Please don’t tell me it’s because you have a small frame, when you have never before maintained a size zero. And when XS-sized clothes slip off of you. No, there is nothing normal about being a zero.

Please don’t tell me “but I do eat!” when you know as well as I that it takes more than simply eating. Yes, it requires eating enough to support a healthy weight and a healthy body.

I’ve heard you say I’m just not hungry. And I know that’s honest and true. But you fill the voids with coffees and diet beverages. And with food restriction the hunger cues get lost. And so you really don’t feel hungry. And your anxiety, disordered thoughts and body image don’t make it any easier.

Please don’t suggest that you need your exercise to stay healthy and fit. You are only deceiving yourself. Physical activity supports health, but only when you fuel your body with adequate nourishment. Otherwise, you will slow your metabolic rate and suffer the many symptoms I’ve referred to above. And the very muscle you hope to build will be burned as fuel. It takes adequate calories from carbohydrate, protein and fat to fuel your body and maintain health.

Regardless of your absolute weight—even if it is in the normal range—if your thoughts and behaviors are disordered, there’s work to be done! You can be in the normal weight range or overweight while restricting and binging. That is no way to live.

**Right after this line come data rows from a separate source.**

//! Logging infrastructure for the readmegen CLI.
//!
//! Logs go to stderr so that a README written to stdout stays clean.
//!
//! - **Verbosity control**: `--verbose` for debug, `--quiet` for errors only
//! - **Color support**: Automatic detection with `--no-color` override
//! - **Environment filters**: Override via `RUST_LOG` environment variable
//!
//! # Example
//!
//! ```rust,no_run
//! use readmegen_cli::logger::init_logger;
//! use tracing::info;
//!
//! init_logger(false, false, false);
//! info!("Getting {}", "github.com/user/project");
//! ```

use tracing_subscriber::{EnvFilter, fmt, layer::SubscriberExt, util::SubscriberInitExt};

const VERBOSE_FILTER: &str = "readmegen=debug,readmegen_cli=debug";
const QUIET_FILTER: &str = "readmegen=error,readmegen_cli=error";
const DEFAULT_FILTER: &str = "readmegen=info,readmegen_cli=info";

/// Initialize the tracing subscriber with the specified options.
///
/// The logging level is determined in this order:
/// 1. `--verbose` flag: DEBUG for readmegen crates
/// 2. `--quiet` flag: ERROR only
/// 3. `RUST_LOG` environment variable: Custom filter
/// 4. Default: INFO for readmegen crates
pub fn init_logger(verbose: bool, quiet: bool, no_color: bool) {
    let filter = if verbose {
        EnvFilter::new(VERBOSE_FILTER)
    } else if quiet {
        EnvFilter::new(QUIET_FILTER)
    } else {
        EnvFilter::try_from_default_env().unwrap_or_else(|_| EnvFilter::new(DEFAULT_FILTER))
    };

    init_logger_with_filter(filter, no_color);
}

/// Initialize logger with custom environment filter.
pub fn init_logger_with_filter(filter: EnvFilter, no_color: bool) {
    let fmt_layer = fmt::layer()
        .with_writer(std::io::stderr)
        .with_target(false)
        .with_level(true)
        .with_ansi(!no_color && should_use_colors())
        .compact();

    tracing_subscriber::registry()
        .with(filter)
        .with(fmt_layer)
        .init();
}

/// Check if colored output should be enabled.
///
/// - `NO_COLOR`: If set, disables colors
/// - `FORCE_COLOR`: If set, forces colors even in non-TTY
pub fn should_use_colors() -> bool {
    if std::env::var("NO_COLOR").is_ok() {
        return false;
    }

    if std::env::var("FORCE_COLOR").is_ok() {
        return true;
    }

    console::Term::stderr().features().colors_supported()
}

#[cfg(test)]
mod tests {
    use super::*;

    #[test]
    fn test_env_filters_parse() {
        for directives in [VERBOSE_FILTER, QUIET_FILTER, DEFAULT_FILTER] {
            assert!(EnvFilter::try_new(directives).is_ok(), "{directives}");
        }
    }
}
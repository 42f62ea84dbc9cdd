//! courselens: browse a catalog of course review aggregates.
//!
//! The [`lists`] module is the list-view engine (filtering, null-last
//! sorting, pagination with an abbreviated page navigator). [`catalog`]
//! defines the course record and where snapshots come from; [`config`]
//! holds application settings.

pub mod catalog;
pub mod config;
pub mod lists;
pub mod version;
//! Sources that materialize a catalog snapshot

use async_trait::async_trait;
use std::path::{Path, PathBuf};
use tracing::{debug, info, warn};

use super::errors::{CatalogError, CatalogResult};
use super::types::{validate_catalog, Course};

/// Trait for anything that can produce the course collection once per view
#[async_trait]
pub trait CourseSource: Send + Sync {
    /// Fetch the full course collection
    async fn fetch(&self) -> CatalogResult<Vec<Course>>;

    /// Human readable description used in logs
    fn describe(&self) -> String;
}

/// Catalog stored as a JSON or YAML array on disk
#[derive(Debug, Clone)]
pub struct FileCourseSource {
    path: PathBuf,
}

impl FileCourseSource {
    pub fn new(path: impl Into<PathBuf>) -> Self {
        Self { path: path.into() }
    }

    pub fn path(&self) -> &Path {
        &self.path
    }

    fn is_yaml(&self) -> bool {
        matches!(
            self.path.extension().and_then(|ext| ext.to_str()),
            Some("yaml") | Some("yml")
        )
    }
}

#[async_trait]
impl CourseSource for FileCourseSource {
    async fn fetch(&self) -> CatalogResult<Vec<Course>> {
        debug!("Reading catalog from: {}", self.path.display());

        let content = tokio::fs::read_to_string(&self.path)
            .await
            .map_err(|source| CatalogError::IoError {
                path: self.path.clone(),
                source,
            })?;

        let courses: Vec<Course> = if self.is_yaml() {
            serde_yaml::from_str(&content)?
        } else {
            serde_json::from_str(&content)?
        };

        validate_catalog(&courses)?;
        Ok(courses)
    }

    fn describe(&self) -> String {
        format!("file {}", self.path.display())
    }
}

/// Catalog already held in memory
#[derive(Debug, Clone, Default)]
pub struct StaticCourseSource {
    courses: Vec<Course>,
}

impl StaticCourseSource {
    pub fn new(courses: Vec<Course>) -> Self {
        Self { courses }
    }
}

#[async_trait]
impl CourseSource for StaticCourseSource {
    async fn fetch(&self) -> CatalogResult<Vec<Course>> {
        validate_catalog(&self.courses)?;
        Ok(self.courses.clone())
    }

    fn describe(&self) -> String {
        format!("{} in-memory courses", self.courses.len())
    }
}

/// Fetch the catalog, treating any failure as an empty collection
pub async fn load_or_empty(source: &dyn CourseSource) -> Vec<Course> {
    match source.fetch().await {
        Ok(courses) => {
            info!("Loaded {} courses from {}", courses.len(), source.describe());
            courses
        }
        Err(e) => {
            warn!("Failed to load catalog from {}: {}", source.describe(), e);
            Vec::new()
        }
    }
}

#[cfg(test)]
mod tests {
    use super::*;
    use tempfile::tempdir;

    #[tokio::test]
    async fn test_file_source_reads_json() {
        let dir = tempdir().unwrap();
        let path = dir.path().join("courses.json");
        std::fs::write(
            &path,
            r#"[
                {"id": "a", "name": "Algorithms", "rating": 4.2, "reviewCount": 10},
                {"id": "b", "name": "Biology", "rating": null, "reviewCount": 0}
            ]"#,
        )
        .unwrap();

        let courses = FileCourseSource::new(&path).fetch().await.unwrap();
        assert_eq!(courses.len(), 2);
        assert_eq!(courses[1].rating, None);
    }

    #[tokio::test]
    async fn test_file_source_reads_yaml() {
        let dir = tempdir().unwrap();
        let path = dir.path().join("courses.yaml");
        std::fs::write(
            &path,
            "- id: a\n  name: Algorithms\n  workload: 12\n  reviewCount: 3\n  isDeprecated: true\n",
        )
        .unwrap();

        let courses = FileCourseSource::new(&path).fetch().await.unwrap();
        assert_eq!(courses.len(), 1);
        assert_eq!(courses[0].workload, Some(12.0));
        assert!(courses[0].is_deprecated);
    }

    #[tokio::test]
    async fn test_missing_file_is_io_error() {
        let dir = tempdir().unwrap();
        let source = FileCourseSource::new(dir.path().join("missing.json"));
        let err = source.fetch().await.unwrap_err();
        assert!(matches!(err, CatalogError::IoError { .. }));
    }

    #[tokio::test]
    async fn test_load_or_empty_swallows_failures() {
        let dir = tempdir().unwrap();
        let path = dir.path().join("broken.json");
        std::fs::write(&path, "{ not json").unwrap();

        let courses = load_or_empty(&FileCourseSource::new(&path)).await;
        assert!(courses.is_empty());
    }

    #[tokio::test]
    async fn test_static_source_validates() {
        let source = StaticCourseSource::new(vec![
            Course::new("a", "A"),
            Course::new("a", "Again"),
        ]);
        assert!(source.fetch().await.is_err());
        assert!(load_or_empty(&source).await.is_empty());
    }
}
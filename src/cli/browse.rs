//! Browse command: drive the list view from command-line flags and print a page

use anyhow::{anyhow, Result};
use clap::Args;
use serde::Serialize;
use std::path::PathBuf;
use tracing::{debug, info};
use unicode_width::UnicodeWidthStr;

use courselens::catalog::{load_or_empty, Course, FileCourseSource};
use courselens::config::Config;
use courselens::lists::{
    BoundSide, FilterAttribute, FilterToggle, PageLabel, SortAttribute, SortConfig, ViewEvent,
    ViewStateController,
};

/// Show one page of the filtered, sorted catalog
#[derive(Debug, Args)]
pub struct BrowseCommand {
    /// Catalog file (JSON or YAML); overrides the configured catalog
    #[arg(long)]
    pub catalog: Option<PathBuf>,

    #[arg(long, value_name = "N")]
    pub min_reviews: Option<String>,
    #[arg(long, value_name = "N")]
    pub max_reviews: Option<String>,
    #[arg(long, value_name = "X")]
    pub min_rating: Option<String>,
    #[arg(long, value_name = "X")]
    pub max_rating: Option<String>,
    #[arg(long, value_name = "X")]
    pub min_difficulty: Option<String>,
    #[arg(long, value_name = "X")]
    pub max_difficulty: Option<String>,
    #[arg(long, value_name = "X")]
    pub min_workload: Option<String>,
    #[arg(long, value_name = "X")]
    pub max_workload: Option<String>,

    /// Hide courses that are no longer offered
    #[arg(long)]
    pub hide_deprecated: bool,

    /// Only show foundational courses
    #[arg(long)]
    pub only_foundational: bool,

    /// Sort column; repeat to click the header again and flip the direction
    #[arg(short, long = "sort", value_name = "ATTR")]
    pub sort: Vec<SortAttribute>,

    /// Results per page (must be one of the configured page sizes)
    #[arg(long)]
    pub page_size: Option<usize>,

    /// Page to show, starting at 1
    #[arg(short, long, default_value = "1")]
    pub page: usize,

    /// Output format
    #[arg(long, default_value = "text")]
    pub format: OutputFormat,
}

#[derive(Debug, Clone, clap::ValueEnum)]
pub enum OutputFormat {
    Text,
    Json,
}

/// Machine readable rendering of the visible page
#[derive(Debug, Serialize)]
#[serde(rename_all = "camelCase")]
struct BrowseReport<'a> {
    total_results: usize,
    total_pages: usize,
    page: usize,
    page_size: usize,
    showing: Option<(usize, usize)>,
    sort: SortConfig,
    navigator: Vec<PageLabel>,
    courses: Vec<&'a Course>,
}

impl BrowseCommand {
    pub async fn execute(&self, config: &Config) -> Result<()> {
        let path = self
            .catalog
            .clone()
            .or_else(|| config.catalog_path.clone())
            .ok_or_else(|| anyhow!("No catalog given. Pass --catalog or set COURSELENS_CATALOG."))?;

        if self.page == 0 {
            return Err(anyhow!("Pages are numbered from 1"));
        }

        let courses = load_or_empty(&FileCourseSource::new(path)).await;
        let mut controller =
            ViewStateController::with_config(courses, config.pagination(), config.default_sort);

        for event in self.events() {
            debug!("Applying {:?}", event);
            controller.apply(event);
        }

        if let Some(size) = self.page_size {
            if !controller.set_page_size(size) {
                return Err(anyhow!(
                    "Page size {} is not one of {:?}",
                    size,
                    config.page_sizes
                ));
            }
        }

        controller.set_page_number(self.page - 1);
        if controller.current_page() + 1 != self.page && controller.total_results() > 0 {
            info!(
                "Page {} is past the end, showing page {}",
                self.page,
                controller.current_page() + 1
            );
        }

        let output = match self.format {
            OutputFormat::Text => render_text(&controller),
            OutputFormat::Json => render_json(&controller)?,
        };
        println!("{}", output);

        Ok(())
    }

    /// Translate flags into the events a user would have produced
    fn events(&self) -> Vec<ViewEvent> {
        let bounds = [
            (FilterAttribute::ReviewCount, BoundSide::Min, &self.min_reviews),
            (FilterAttribute::ReviewCount, BoundSide::Max, &self.max_reviews),
            (FilterAttribute::Rating, BoundSide::Min, &self.min_rating),
            (FilterAttribute::Rating, BoundSide::Max, &self.max_rating),
            (FilterAttribute::Difficulty, BoundSide::Min, &self.min_difficulty),
            (FilterAttribute::Difficulty, BoundSide::Max, &self.max_difficulty),
            (FilterAttribute::Workload, BoundSide::Min, &self.min_workload),
            (FilterAttribute::Workload, BoundSide::Max, &self.max_workload),
        ];

        let mut events: Vec<ViewEvent> = bounds
            .into_iter()
            .filter_map(|(attribute, side, input)| {
                input.as_ref().map(|input| ViewEvent::SetBound {
                    attribute,
                    side,
                    input: input.clone(),
                })
            })
            .collect();

        if self.hide_deprecated {
            events.push(ViewEvent::Toggle {
                toggle: FilterToggle::HideDeprecated,
            });
        }
        if self.only_foundational {
            events.push(ViewEvent::Toggle {
                toggle: FilterToggle::OnlyShowFoundational,
            });
        }

        events.extend(
            self.sort
                .iter()
                .map(|attribute| ViewEvent::SetSort { attribute: *attribute }),
        );

        events
    }
}

fn format_aggregate(value: Option<f64>) -> String {
    match value {
        Some(value) => format!("{:.1}", value),
        None => "—".to_string(),
    }
}

fn pad(text: &str, width: usize) -> String {
    let fill = width.saturating_sub(text.width());
    format!("{}{}", text, " ".repeat(fill))
}

fn render_text(controller: &ViewStateController) -> String {
    let visible = controller.visible();
    let sort = controller.state().sort;
    let mut lines = Vec::new();

    let name_width = visible
        .iter()
        .map(|course| course.name.width())
        .chain(std::iter::once("Name".len()))
        .max()
        .unwrap_or(4);

    lines.push(format!(
        "{}  {:>6}  {:>10}  {:>8}  {:>7}",
        pad("Name", name_width),
        "Rating",
        "Difficulty",
        "Workload",
        "Reviews"
    ));

    for course in &visible {
        let mut flags = Vec::new();
        if course.is_foundational {
            flags.push("foundational");
        }
        if course.is_deprecated {
            flags.push("deprecated");
        }
        let flags = if flags.is_empty() {
            String::new()
        } else {
            format!("  ({})", flags.join(", "))
        };

        lines.push(format!(
            "{}  {:>6}  {:>10}  {:>8}  {:>7}{}",
            pad(&course.name, name_width),
            format_aggregate(course.rating),
            format_aggregate(course.difficulty),
            format_aggregate(course.workload),
            course.review_count,
            flags
        ));
    }

    lines.push(String::new());
    match controller.result_range() {
        Some((first, last)) => lines.push(format!(
            "Showing {}–{} of {} courses, sorted by {} {}",
            first,
            last,
            controller.total_results(),
            sort.attribute,
            sort.direction
        )),
        None => lines.push("No courses match the current filters".to_string()),
    }

    if !controller.window().is_empty() {
        lines.push(format!("Pages: {}", controller.window()));
    }

    lines.join("\n")
}

fn render_json(controller: &ViewStateController) -> Result<String> {
    let report = BrowseReport {
        total_results: controller.total_results(),
        total_pages: controller.total_pages(),
        page: controller.current_page() + 1,
        page_size: controller.page_size(),
        showing: controller.result_range(),
        sort: controller.state().sort,
        navigator: controller.window().labels(),
        courses: controller.visible(),
    };
    Ok(serde_json::to_string_pretty(&report)?)
}
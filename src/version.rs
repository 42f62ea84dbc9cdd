//! Version information for courselens, taken from Cargo.toml at build time.

/// The version of courselens
pub const VERSION: &str = env!("CARGO_PKG_VERSION");

/// The name of the application
pub const APP_NAME: &str = env!("CARGO_PKG_NAME");

/// The description of the application
pub const APP_DESCRIPTION: &str = env!("CARGO_PKG_DESCRIPTION");

/// Get the full version string
pub fn full_version() -> String {
    format!("{} v{}", APP_NAME, VERSION)
}

#[cfg(test)]
mod tests {
    use super::*;

    #[test]
    fn test_version_constants() {
        assert!(!VERSION.is_empty());
        assert_eq!(APP_NAME, "courselens");
        assert!(!APP_DESCRIPTION.is_empty());
    }

    #[test]
    fn test_full_version() {
        let full = full_version();
        assert!(full.starts_with(APP_NAME));
        assert!(full.ends_with(VERSION));
    }
}
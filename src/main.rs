use anyhow::Result;
use clap::Parser;
use tracing::error;
use tracing_subscriber::{layer::SubscriberExt, util::SubscriberInitExt};

mod cli;

use cli::Cli;

#[tokio::main]
async fn main() {
    std::panic::set_hook(Box::new(|panic_info| {
        error!("Application panicked: {}", panic_info);
        std::process::exit(1);
    }));

    // Load environment variables from .env file
    if let Err(e) = dotenvy::dotenv() {
        tracing::debug!("No .env file found or error loading it: {}", e);
    }

    let cli = Cli::parse();

    if let Err(e) = init_logging(cli.debug) {
        eprintln!("Failed to initialize logging: {}", e);
        std::process::exit(1);
    }

    if let Err(e) = cli.execute().await {
        error!("Application error: {:#}", e);
        std::process::exit(1);
    }
}

fn init_logging(debug: bool) -> Result<()> {
    let default_filter = if debug { "courselens=debug" } else { "courselens=info" };
    let env_filter = tracing_subscriber::EnvFilter::try_from_default_env()
        .unwrap_or_else(|_| default_filter.into());

    tracing_subscriber::registry()
        .with(env_filter)
        .with(tracing_subscriber::fmt::layer().with_writer(std::io::stderr))
        .try_init()
        .map_err(|e| anyhow::anyhow!("Failed to initialize tracing: {}", e))?;

    Ok(())
}
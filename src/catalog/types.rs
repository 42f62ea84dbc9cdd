//! Course record type

use schemars::JsonSchema;
use serde::{Deserialize, Serialize};
use std::collections::HashSet;
use std::ops::RangeInclusive;

use super::errors::{CatalogError, CatalogResult};

/// Documented domain of the average rating
pub const RATING_DOMAIN: RangeInclusive<f64> = 1.0..=5.0;

/// Documented domain of the average difficulty
pub const DIFFICULTY_DOMAIN: RangeInclusive<f64> = 1.0..=5.0;

/// Documented domain of the average weekly workload
pub const WORKLOAD_DOMAIN: RangeInclusive<f64> = 1.0..=100.0;

/// One catalog entry with aggregate review statistics.
///
/// Numeric aggregates are `None` when the course has no reviews yet. Absence
/// is a distinct state and is never treated as zero.
#[derive(Debug, Clone, PartialEq, Serialize, Deserialize, JsonSchema)]
#[serde(rename_all = "camelCase")]
pub struct Course {
    /// Stable identifier, unique within a catalog
    pub id: String,

    /// Display name
    pub name: String,

    /// Average rating in 1..=5
    #[serde(default)]
    pub rating: Option<f64>,

    /// Average difficulty in 1..=5
    #[serde(default)]
    pub difficulty: Option<f64>,

    /// Average weekly workload in 1..=100
    #[serde(default)]
    pub workload: Option<f64>,

    /// Number of reviews the aggregates were computed from
    #[serde(default)]
    pub review_count: u32,

    /// Course is no longer offered
    #[serde(default)]
    pub is_deprecated: bool,

    /// Course is part of the foundational track
    #[serde(default)]
    pub is_foundational: bool,
}

impl Course {
    /// Create a course with no reviews
    pub fn new(id: impl Into<String>, name: impl Into<String>) -> Self {
        Self {
            id: id.into(),
            name: name.into(),
            rating: None,
            difficulty: None,
            workload: None,
            review_count: 0,
            is_deprecated: false,
            is_foundational: false,
        }
    }

    pub fn with_rating(mut self, rating: f64) -> Self {
        self.rating = Some(rating);
        self
    }

    pub fn with_difficulty(mut self, difficulty: f64) -> Self {
        self.difficulty = Some(difficulty);
        self
    }

    pub fn with_workload(mut self, workload: f64) -> Self {
        self.workload = Some(workload);
        self
    }

    pub fn with_review_count(mut self, count: u32) -> Self {
        self.review_count = count;
        self
    }

    /// Mark the course as deprecated
    pub fn deprecated(mut self) -> Self {
        self.is_deprecated = true;
        self
    }

    /// Mark the course as foundational
    pub fn foundational(mut self) -> Self {
        self.is_foundational = true;
        self
    }

    /// Check that every present aggregate is finite and inside its domain
    pub fn validate(&self) -> CatalogResult<()> {
        let checks = [
            ("rating", self.rating, &RATING_DOMAIN),
            ("difficulty", self.difficulty, &DIFFICULTY_DOMAIN),
            ("workload", self.workload, &WORKLOAD_DOMAIN),
        ];

        for (attribute, value, domain) in checks {
            if let Some(value) = value {
                if !value.is_finite() || !domain.contains(&value) {
                    return Err(CatalogError::OutOfDomain {
                        id: self.id.clone(),
                        attribute,
                        value,
                        min: *domain.start(),
                        max: *domain.end(),
                    });
                }
            }
        }

        Ok(())
    }
}

/// Validate a whole catalog snapshot: unique ids and in-domain aggregates
pub fn validate_catalog(courses: &[Course]) -> CatalogResult<()> {
    let mut seen = HashSet::with_capacity(courses.len());
    for course in courses {
        if !seen.insert(course.id.as_str()) {
            return Err(CatalogError::DuplicateId(course.id.clone()));
        }
        course.validate()?;
    }
    Ok(())
}

#[cfg(test)]
mod tests {
    use super::*;

    #[test]
    fn test_deserialize_camel_case() {
        let json = r#"{
            "id": "cs-101",
            "name": "Intro to Computing",
            "rating": 4.5,
            "difficulty": null,
            "reviewCount": 12,
            "isFoundational": true
        }"#;

        let course: Course = serde_json::from_str(json).unwrap();
        assert_eq!(course.id, "cs-101");
        assert_eq!(course.rating, Some(4.5));
        assert_eq!(course.difficulty, None);
        assert_eq!(course.workload, None);
        assert_eq!(course.review_count, 12);
        assert!(course.is_foundational);
        assert!(!course.is_deprecated);
    }

    #[test]
    fn test_missing_review_count_defaults_to_zero() {
        let course: Course = serde_json::from_str(r#"{"id": "a", "name": "A"}"#).unwrap();
        assert_eq!(course.review_count, 0);
        assert_eq!(course.rating, None);
    }

    #[test]
    fn test_validate_rejects_out_of_domain_rating() {
        let course = Course::new("a", "A").with_rating(5.5);
        let err = course.validate().unwrap_err();
        assert!(matches!(err, CatalogError::OutOfDomain { attribute: "rating", .. }));
    }

    #[test]
    fn test_validate_rejects_nan_workload() {
        let course = Course::new("a", "A").with_workload(f64::NAN);
        assert!(course.validate().is_err());
    }

    #[test]
    fn test_validate_catalog_rejects_duplicate_ids() {
        let courses = vec![
            Course::new("a", "First"),
            Course::new("b", "Second"),
            Course::new("a", "Third"),
        ];
        match validate_catalog(&courses) {
            Err(CatalogError::DuplicateId(id)) => assert_eq!(id, "a"),
            other => panic!("expected duplicate id error, got {:?}", other),
        }
    }

    #[test]
    fn test_validate_catalog_accepts_absent_aggregates() {
        let courses = vec![
            Course::new("a", "A"),
            Course::new("b", "B").with_rating(1.0).with_workload(100.0),
        ];
        assert!(validate_catalog(&courses).is_ok());
    }
}
mod root;
mod browse;
mod schema;

pub use root::Cli;
pub use browse::BrowseCommand;
pub use schema::SchemaCommand;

And what impact is your eating having on those you care about, in particular, your children? Do you unintentionally, through your minimal food intake, convey what normal is? Do you role model denial using diet products or guzzling water when you are hungry, versus honoring your body’s cry for fuel? Do you send the message that food is the enemy? Do you set unrealistic goals for yourself as well as your children, suggesting avoidance of pleasurable foods, with lists of good versus bad foods to eat? Perhaps, simply passing on to another generation the very distorted messages you were raised on?


Loved ones read here

If you are a loved one wondering what the big fuss is, consider this. Restrictive eating consumes our thoughts and distorts our reality. It makes us irritable and contributes to depression and anxiety. It leads to social isolation, and contributes to losing one’s voice, so to speak. It’s numbing and protective, but impacts your loved one’s quality of life, and zaps her potential. It can lead to nutritional deficiencies, dehydration, muscle wasting, cardiac and renal issues. And ultimately, it can lead to death. And it impacts not only your loved one, but your children.

What do I do now?
It's not too late to change. I've seen it. It will be challenging, but it can be done. But don't put it off.

First, own it. Acknowledge that you are struggling with nourishing yourself.

Use your resources. Educate your spouse or significant other. Check out websites such as http://www.nationaleatingdisorders.org, www.somethingfishy.org and www.medainc.org, as well as the many other online resources.

Enlighten your MD. She relies on you to share to appropriately guide you.

Seek out a therapist to help you understand why this pattern of eating and thinking is helping you meet some needs. Then learn alternative ways of coping to slowly let the eating disorder go.

See a Registered Dietitian experienced with eating disorders to help you reality check abut your needs compared to your perceptions. Get correct information to allay your fears of change, and the consequences of failing to do so. A good RD will let you work on baby steps, while ensuring you stay safe.


And if you are not yet in the age range I describe, consider the writing on the wall. Where do you want to be in five years? In ten? Please take this post as a wake up call for change.